Relic Solution: Using Insights to create the Ultimate SLA report

With the departure of legacy alerting (RIP :cry:), the legacy availability monitor is no longer configurable. This means the Uptime stat in the APM SLA report may no longer be available on new accounts and apps. While Synthetics has its own marvelous SLA report, it can be nice to see everything in the same place for easy consumption. Here is a way you can put all of that into a single Insights dashboard that can be easily shared with others!

Hold on!

Before I dive into that, there is one caveat to keep in mind.

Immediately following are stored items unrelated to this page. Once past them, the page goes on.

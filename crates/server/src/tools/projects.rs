//! Project tools. Projects are addressed by their SEOZoom ID.

use rmcp::{ErrorData as McpError, model::CallToolResult};
use schemars::JsonSchema;
use seozoom_client::SeoZoomClient;
use serde::{Deserialize, Serialize};

use super::render;

/// Input parameters for project_list.
#[derive(Debug, Clone, Default, Serialize, Deserialize, JsonSchema)]
pub struct ProjectListParams {
    /// Country database: it, es, fr, de, uk. Defaults to the server default.
    #[serde(default)]
    pub db: Option<String>,
}

/// Input parameters for project_overview and project_keywords.
#[derive(Debug, Clone, Default, Serialize, Deserialize, JsonSchema)]
pub struct ProjectParams {
    /// Project ID.
    pub id: String,

    /// Country database: it, es, fr, de, uk. Defaults to the server default.
    #[serde(default)]
    pub db: Option<String>,
}

/// Input parameters for the project page tools.
#[derive(Debug, Clone, Default, Serialize, Deserialize, JsonSchema)]
pub struct ProjectPagesParams {
    /// Project ID.
    pub id: String,

    /// Country database: it, es, fr, de, uk. Defaults to the server default.
    #[serde(default)]
    pub db: Option<String>,

    /// Maximum number of pages.
    #[serde(default)]
    pub limit: Option<u32>,
}

/// Which page ranking of a project to fetch.
#[derive(Debug, Clone, Copy, PartialEq, Eq)]
pub enum ProjectPages {
    Best,
    MoreKeywords,
    Potential,
    Winners,
    Losers,
}

pub async fn list_impl(client: &SeoZoomClient, params: ProjectListParams) -> Result<CallToolResult, McpError> {
    let data = client.project_list(params.db.as_deref()).await?;
    Ok(render(&data))
}

pub async fn overview_impl(client: &SeoZoomClient, params: ProjectParams) -> Result<CallToolResult, McpError> {
    let data = client.project_overview(&params.id, params.db.as_deref()).await?;
    Ok(render(&data))
}

pub async fn keywords_impl(client: &SeoZoomClient, params: ProjectParams) -> Result<CallToolResult, McpError> {
    let data = client.project_keywords(&params.id, params.db.as_deref()).await?;
    Ok(render(&data))
}

pub async fn pages_impl(
    client: &SeoZoomClient, pages: ProjectPages, params: ProjectPagesParams,
) -> Result<CallToolResult, McpError> {
    let (id, db, limit) = (params.id.as_str(), params.db.as_deref(), params.limit);
    let data = match pages {
        ProjectPages::Best => client.project_best_pages(id, db, limit).await?,
        ProjectPages::MoreKeywords => client.project_pages_with_more_keywords(id, db, limit).await?,
        ProjectPages::Potential => client.project_pages_with_potential(id, db, limit).await?,
        ProjectPages::Winners => client.project_winner_pages(id, db, limit).await?,
        ProjectPages::Losers => client.project_loser_pages(id, db, limit).await?,
    };
    Ok(render(&data))
}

There is a limit on the number of APM transaction events that can be gathered before the agent begins to aggregate the data. This can mean that only a sample of the total events are being sent to Insights. For most agents, that limit is 2000 events per minute, but can be raised in the agent configuration. To check the defaults and configurable options for this, check your agent’s configuration documentation and look for the transaction_events attribute (also known as analytics_events in the past).

Alright, let’s get querying!

Here is my query to replicate the APM SLA report:

SELECT (count(*)/1000) AS 'Requests (thousands)', 
(average(duration)*1000) AS 'Response Time(ms)', 
apdex(duration, t: 0.1) AS Apdex, 

percentage(count(*), WHERE apdexPerfZone = 'S') AS '% Satisfied', 
percentage(count(*), WHERE apdexPerfZone = 'T') AS '% Tolerating', 
percentage(count(*), WHERE apdexPerfZone = 'F') AS '% Frustrated' 

FROM Transaction WHERE appName = '[APP NAME]' 
FACET dateOf(timestamp) since 14 days ago limit 20

Here is my query for the Synthetics SLA report:

SELECT average(duration) as 'Duration', 
percentage(count(*), WHERE result='SUCCESS') AS 'Uptime', 
apdex((duration/1000), t:[t-value]), 

percentage(count(timestamp), 
    WHERE (duration/1000) <= [t] AND result = 'SUCCESS') 
  AS '% Satisfied', 
percentage(count(timestamp), 
    WHERE (duration/1000) > [t] AND (duration/1000) < [4t] AND result = 'SUCCESS') 
  AS '% Tolerating', 
(percentage(count(timestamp), 
    WHERE (duration/1000) >= [4t]) + percentage(count(timestamp), 
        WHERE result != 'SUCCESS')) 
  AS '% Frustrated' 

FROM SyntheticCheck WHERE monitorId = '[MONITOR ID]' 
FACET dateOf(timestamp) since 14 days ago limit 20

Simply replace the bracketed values with your own, and you will be set!

16 Likes

Hi @cwhite - I have been looking at the APM SLA query and noticed that apdexPerfZone is not an attribute on all agents, definitely not the .Net agent. Is there any plans to add this attribute for the .Net agent or a way to add this as a custom attribute in code?

Hey @stefan_garnham

It looks like apdexPerfZone is only available in the Java Agent :confounded:

I’ll send a feature request to the development teams for you though, to get it added to the remaining agents.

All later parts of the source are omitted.